→ **PROBLEM TO SOLVE**
Read the records beneath this task and copy every line that contains the string "allow".

------------------------------------------------------------------------

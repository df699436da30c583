use thiserror::Error;

#[derive(Debug, Error)]
/// Failure taxonomy for issue-tracker collaborators.
///
/// `Unavailable` covers transport-level trouble (connect, timeout, 5xx) and is
/// recoverable on the next build cycle; the per-operation variants mean the
/// tracker actively rejected the call. `UnknownStatus` is a data-integrity
/// failure raised at the projection seam, never by the wire client itself.
pub enum TrackerError {
    #[error("issue tracker unavailable: {reason}")]
    Unavailable { reason: String },
    #[error("issue create rejected: {reason}")]
    CreateFailed { reason: String },
    #[error("status lookup failed for {ticket_id}: {reason}")]
    LookupFailed { ticket_id: String, reason: String },
    #[error("comment rejected for {ticket_id}: {reason}")]
    CommentFailed { ticket_id: String, reason: String },
    #[error("unknown issue status code '{code}'")]
    UnknownStatus { code: String },
}

#[derive(Debug, Clone, PartialEq, Eq)]
/// Fields for a new tracker issue, already rendered to final text.
pub struct NewIssueRequest {
    pub project_key: String,
    pub summary: String,
    pub description: String,
    pub assignee: Option<String>,
    pub components: Vec<String>,
}

#[derive(Debug, Clone, PartialEq, Eq)]
/// Identity of an issue the tracker just created.
pub struct CreatedTicket {
    pub id: String,
    pub key: String,
}

/// Capability surface the reconciliation core consumes from the tracker.
///
/// Implementations perform no retries and no status projection; raw status
/// codes are handed back untouched so the decision layer can fail loudly on
/// codes it does not recognize.
pub trait IssueTracker {
    fn create_issue(&self, request: &NewIssueRequest) -> Result<CreatedTicket, TrackerError>;
    fn issue_status(&self, ticket_id: &str) -> Result<String, TrackerError>;
    fn add_comment(&self, ticket_id: &str, body: &str) -> Result<(), TrackerError>;
}

/// Truncates a response body for inclusion in an error message.
pub fn truncate_for_error(body: &str, max_chars: usize) -> String {
    let trimmed = body.trim();
    if trimmed.chars().count() <= max_chars {
        return trimmed.to_string();
    }
    let kept: String = trimmed.chars().take(max_chars).collect();
    format!("{kept} [truncated]")
}
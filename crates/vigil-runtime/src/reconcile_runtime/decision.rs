//! The pure decision function at the heart of the reconciler.

use vigil_tracker::message_format::{render_back_to_green_comment, render_still_failing_comment};
use vigil_tracker::{BuildOutcome, BuildRef, IssueStatus, TrackerError};

#[derive(Debug, Clone, PartialEq, Eq)]
/// Per-invocation input bundle. Rebuilt from the store and CI metadata on
/// every cycle; never persisted.
pub struct ReconcileContext {
    pub current: BuildOutcome,
    /// Absent for the first build ever observed for a job.
    pub previous: Option<BuildOutcome>,
    /// Ticket id currently persisted for the job, if any.
    pub tracked: Option<String>,
}

#[derive(Debug, Clone, PartialEq, Eq)]
/// The single outcome of one decision. Executing an action is the only way
/// the persisted ticket record changes.
pub enum Action {
    CreateTicket,
    CommentOnTicket { ticket_id: String, body: String },
    /// A human closed the tracked ticket but the build is failing again:
    /// drop the stale record, then open a fresh ticket.
    ForgetThenCreate { ticket_id: String },
    ForgetTicket { ticket_id: String },
    NoOp,
}

impl Action {
    pub fn label(&self) -> &'static str {
        match self {
            Action::CreateTicket => "create_ticket",
            Action::CommentOnTicket { .. } => "comment_on_ticket",
            Action::ForgetThenCreate { .. } => "forget_then_create",
            Action::ForgetTicket { .. } => "forget_ticket",
            Action::NoOp => "no_op",
        }
    }
}

/// Decides the one action for this build transition.
///
/// Does no I/O beyond the injected `live_status` lookup, which is consulted
/// only when a tracked ticket exists and the outcome requires its state. A
/// lookup failure propagates untouched so the caller can skip the cycle
/// without mutating any state.
///
/// Rules, in priority order: aborted builds are inert; the first observed
/// build has no transition to react to; a failing build opens, comments on,
/// or replaces the tracked ticket depending on its live status; a passing
/// build comments on an active ticket (never auto-closes it) and forgets a
/// ticket a human already closed. A previous aborted build counts the same
/// as any other previous build when the current one fails; the historical
/// behavior is preserved deliberately.
pub fn decide<F>(
    context: &ReconcileContext,
    build: &BuildRef,
    mut live_status: F,
) -> Result<Action, TrackerError>
where
    F: FnMut(&str) -> Result<IssueStatus, TrackerError>,
{
    if context.current == BuildOutcome::Aborted {
        return Ok(Action::NoOp);
    }
    if context.previous.is_none() {
        return Ok(Action::NoOp);
    }

    match context.current {
        BuildOutcome::Failure => match context.tracked.as_deref() {
            None => Ok(Action::CreateTicket),
            Some(ticket_id) => {
                let status = live_status(ticket_id)?;
                if status.is_active() {
                    Ok(Action::CommentOnTicket {
                        ticket_id: ticket_id.to_string(),
                        body: render_still_failing_comment(build),
                    })
                } else {
                    Ok(Action::ForgetThenCreate {
                        ticket_id: ticket_id.to_string(),
                    })
                }
            }
        },
        BuildOutcome::Success => match context.tracked.as_deref() {
            None => Ok(Action::NoOp),
            Some(ticket_id) => {
                let status = live_status(ticket_id)?;
                if status.is_active() {
                    Ok(Action::CommentOnTicket {
                        ticket_id: ticket_id.to_string(),
                        body: render_back_to_green_comment(build),
                    })
                } else {
                    Ok(Action::ForgetTicket {
                        ticket_id: ticket_id.to_string(),
                    })
                }
            }
        },
        BuildOutcome::Aborted => Ok(Action::NoOp),
    }
}
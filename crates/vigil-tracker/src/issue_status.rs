use serde::{Deserialize, Serialize};

use crate::tracker::TrackerError;

#[derive(Debug, Clone, Copy, PartialEq, Eq, Serialize, Deserialize)]
#[serde(rename_all = "snake_case")]
/// Three-valued projection of tracker-specific status codes.
///
/// `Open` and `Resolved` both count as "still active" for the decision table;
/// only `Closed` is terminal. Intermediate workflow states a tracker may grow
/// must be added to the projection allow-list explicitly.
pub enum IssueStatus {
    Open,
    Resolved,
    Closed,
}

/// Maps a raw tracker status code onto [`IssueStatus`].
///
/// The allow-list covers the legacy Jira numeric ids (`1`, `5`, `6`) and the
/// status names returned by the REST API. Anything else fails with
/// [`TrackerError::UnknownStatus`] instead of silently defaulting, so a
/// terminal state can never be misread as active or vice versa.
pub fn project_issue_status(raw: &str) -> Result<IssueStatus, TrackerError> {
    match raw.trim().to_ascii_lowercase().as_str() {
        "1" | "open" | "reopened" => Ok(IssueStatus::Open),
        "5" | "resolved" => Ok(IssueStatus::Resolved),
        "6" | "closed" | "done" => Ok(IssueStatus::Closed),
        _ => Err(TrackerError::UnknownStatus {
            code: raw.trim().to_string(),
        }),
    }
}

impl IssueStatus {
    /// True for statuses a human has not yet dispositioned.
    pub fn is_active(&self) -> bool {
        matches!(self, IssueStatus::Open | IssueStatus::Resolved)
    }
}
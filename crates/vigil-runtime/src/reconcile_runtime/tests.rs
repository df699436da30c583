//! Tests for the reconcile decision table, action execution, and store behavior.

use std::sync::Mutex;

use vigil_tracker::{
    BuildOutcome, BuildRef, CreatedTicket, IssueStatus, IssueTracker, NewIssueRequest,
    TrackerError,
};

use super::apply::{apply, ApplyOutcome};
use super::decision::{decide, Action, ReconcileContext};
use super::ticket_store::{FileTicketStore, StoreError, TicketStore};
use super::{ReconcileError, ReconcileRuntime, ReconcileRuntimeConfig};

fn test_build() -> BuildRef {
    BuildRef {
        job_name: "nightly-smoke".to_string(),
        build_number: "412".to_string(),
        build_url: "https://ci.example.com/job/nightly-smoke/412/".to_string(),
        root_url: "https://ci.example.com/".to_string(),
    }
}

fn test_create_request() -> NewIssueRequest {
    NewIssueRequest {
        project_key: "OPS".to_string(),
        summary: "Build nightly-smoke failing - https://ci.example.com/".to_string(),
        description: "The build nightly-smoke has failed.".to_string(),
        assignee: None,
        components: Vec::new(),
    }
}

fn context(
    current: BuildOutcome,
    previous: Option<BuildOutcome>,
    tracked: Option<&str>,
) -> ReconcileContext {
    ReconcileContext {
        current,
        previous,
        tracked: tracked.map(ToOwned::to_owned),
    }
}

/// Status lookup double that must never be consulted.
fn no_lookup(_ticket_id: &str) -> Result<IssueStatus, TrackerError> {
    panic!("live status must not be consulted for this decision");
}

/// Scripted tracker double recording every remote effect, with a shared
/// operation log so ordering against the store can be asserted.
#[derive(Default)]
struct StubTracker {
    next_ticket_key: Option<&'static str>,
    fail_create: bool,
    fail_comment: bool,
    created: Mutex<Vec<NewIssueRequest>>,
    comments: Mutex<Vec<(String, String)>>,
    operations: Mutex<Vec<String>>,
}

impl StubTracker {
    fn with_next_key(key: &'static str) -> Self {
        Self {
            next_ticket_key: Some(key),
            ..Self::default()
        }
    }

    fn created_count(&self) -> usize {
        self.created.lock().expect("created lock").len()
    }

    fn comment_log(&self) -> Vec<(String, String)> {
        self.comments.lock().expect("comments lock").clone()
    }

    fn operation_log(&self) -> Vec<String> {
        self.operations.lock().expect("operations lock").clone()
    }
}

impl IssueTracker for StubTracker {
    fn create_issue(&self, request: &NewIssueRequest) -> Result<CreatedTicket, TrackerError> {
        self.operations
            .lock()
            .expect("operations lock")
            .push("create".to_string());
        if self.fail_create {
            return Err(TrackerError::CreateFailed {
                reason: "scripted rejection".to_string(),
            });
        }
        let key = self.next_ticket_key.unwrap_or("OPS-1");
        self.created
            .lock()
            .expect("created lock")
            .push(request.clone());
        Ok(CreatedTicket {
            id: "10000".to_string(),
            key: key.to_string(),
        })
    }

    fn issue_status(&self, ticket_id: &str) -> Result<String, TrackerError> {
        // Apply never consults live status; decide() receives its own lookup.
        Err(TrackerError::LookupFailed {
            ticket_id: ticket_id.to_string(),
            reason: "status lookup not scripted".to_string(),
        })
    }

    fn add_comment(&self, ticket_id: &str, body: &str) -> Result<(), TrackerError> {
        self.operations
            .lock()
            .expect("operations lock")
            .push("comment".to_string());
        if self.fail_comment {
            return Err(TrackerError::CommentFailed {
                ticket_id: ticket_id.to_string(),
                reason: "scripted rejection".to_string(),
            });
        }
        self.comments
            .lock()
            .expect("comments lock")
            .push((ticket_id.to_string(), body.to_string()));
        Ok(())
    }
}

/// In-memory store double sharing the tracker's operation log.
struct MemoryTicketStore<'a> {
    slot: Mutex<Option<String>>,
    operations: Option<&'a Mutex<Vec<String>>>,
}

impl<'a> MemoryTicketStore<'a> {
    fn empty() -> Self {
        Self {
            slot: Mutex::new(None),
            operations: None,
        }
    }

    fn tracking(ticket_id: &str) -> Self {
        Self {
            slot: Mutex::new(Some(ticket_id.to_string())),
            operations: None,
        }
    }

    fn with_operation_log(self, operations: &'a Mutex<Vec<String>>) -> Self {
        Self {
            operations: Some(operations),
            ..self
        }
    }

    fn tracked(&self) -> Option<String> {
        self.slot.lock().expect("slot lock").clone()
    }

    fn log(&self, operation: &str) {
        if let Some(operations) = self.operations {
            operations
                .lock()
                .expect("operations lock")
                .push(operation.to_string());
        }
    }
}

impl TicketStore for MemoryTicketStore<'_> {
    fn load(&self) -> Result<Option<String>, StoreError> {
        Ok(self.tracked())
    }

    fn save(&self, ticket_id: &str) -> Result<(), StoreError> {
        self.log("store.save");
        *self.slot.lock().expect("slot lock") = Some(ticket_id.to_string());
        Ok(())
    }

    fn clear(&self) -> Result<(), StoreError> {
        self.log("store.clear");
        *self.slot.lock().expect("slot lock") = None;
        Ok(())
    }
}
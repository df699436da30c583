//! Foundational low-level utilities shared across Vigil crates.
//!
//! Provides the atomic file-write helper used by ticket-record persistence
//! and the timestamp helper its temp-file naming relies on.

pub mod atomic_io;
pub mod time_utils;

pub use atomic_io::write_text_atomic;
pub use time_utils::current_unix_timestamp;
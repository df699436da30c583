//! Per-job persistence of the tracked ticket id.

use std::path::{Path, PathBuf};

use thiserror::Error;
use vigil_core::write_text_atomic;

#[derive(Debug, Error)]
#[error("ticket store unavailable at {path}: {reason}")]
/// Persistence failure. Treated as fatal for the cycle: an action whose
/// outcome cannot be recorded risks a duplicate ticket on the next build.
pub struct StoreError {
    pub path: String,
    pub reason: String,
}

/// Durable mapping from one job to at most one tracked ticket id.
///
/// Absence means "no tracked ticket". Builds for the same job are assumed
/// serialized by the CI orchestrator; the store only has to keep different
/// jobs from interfering with each other.
pub trait TicketStore {
    fn load(&self) -> Result<Option<String>, StoreError>;
    fn save(&self, ticket_id: &str) -> Result<(), StoreError>;
    fn clear(&self) -> Result<(), StoreError>;
}

/// Replaces path-hostile characters in a job name.
pub fn sanitize_job_for_path(raw: &str) -> String {
    raw.chars()
        .map(|ch| {
            if ch.is_ascii_alphanumeric() || ch == '-' || ch == '_' || ch == '.' {
                ch
            } else {
                '_'
            }
        })
        .collect()
}

/// One single-line file per job directory holding the ticket key.
pub struct FileTicketStore {
    path: PathBuf,
}

impl FileTicketStore {
    pub fn new(state_dir: &Path, job_name: &str) -> Self {
        let path = state_dir
            .join(sanitize_job_for_path(job_name))
            .join("tracked-ticket");
        Self { path }
    }

    pub fn path(&self) -> &Path {
        &self.path
    }

    fn store_error(&self, reason: impl ToString) -> StoreError {
        StoreError {
            path: self.path.display().to_string(),
            reason: reason.to_string(),
        }
    }
}

impl TicketStore for FileTicketStore {
    fn load(&self) -> Result<Option<String>, StoreError> {
        match std::fs::read_to_string(&self.path) {
            Ok(raw) => {
                let ticket = raw.trim();
                if ticket.is_empty() {
                    Ok(None)
                } else {
                    Ok(Some(ticket.to_string()))
                }
            }
            Err(error) if error.kind() == std::io::ErrorKind::NotFound => Ok(None),
            Err(error) => Err(self.store_error(error)),
        }
    }

    fn save(&self, ticket_id: &str) -> Result<(), StoreError> {
        write_text_atomic(&self.path, &format!("{ticket_id}\n"))
            .map_err(|error| self.store_error(error))
    }

    fn clear(&self) -> Result<(), StoreError> {
        match std::fs::remove_file(&self.path) {
            Ok(()) => Ok(()),
            Err(error) if error.kind() == std::io::ErrorKind::NotFound => Ok(()),
            Err(error) => Err(self.store_error(error)),
        }
    }
}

------------------------------------------------------------------------

→ **SOLUTION TO THIS EXERCISE**
/// must be added to the projection allow-list explicitly.
/// The allow-list covers the legacy Jira numeric ids (`1`, `5`, `6`) and the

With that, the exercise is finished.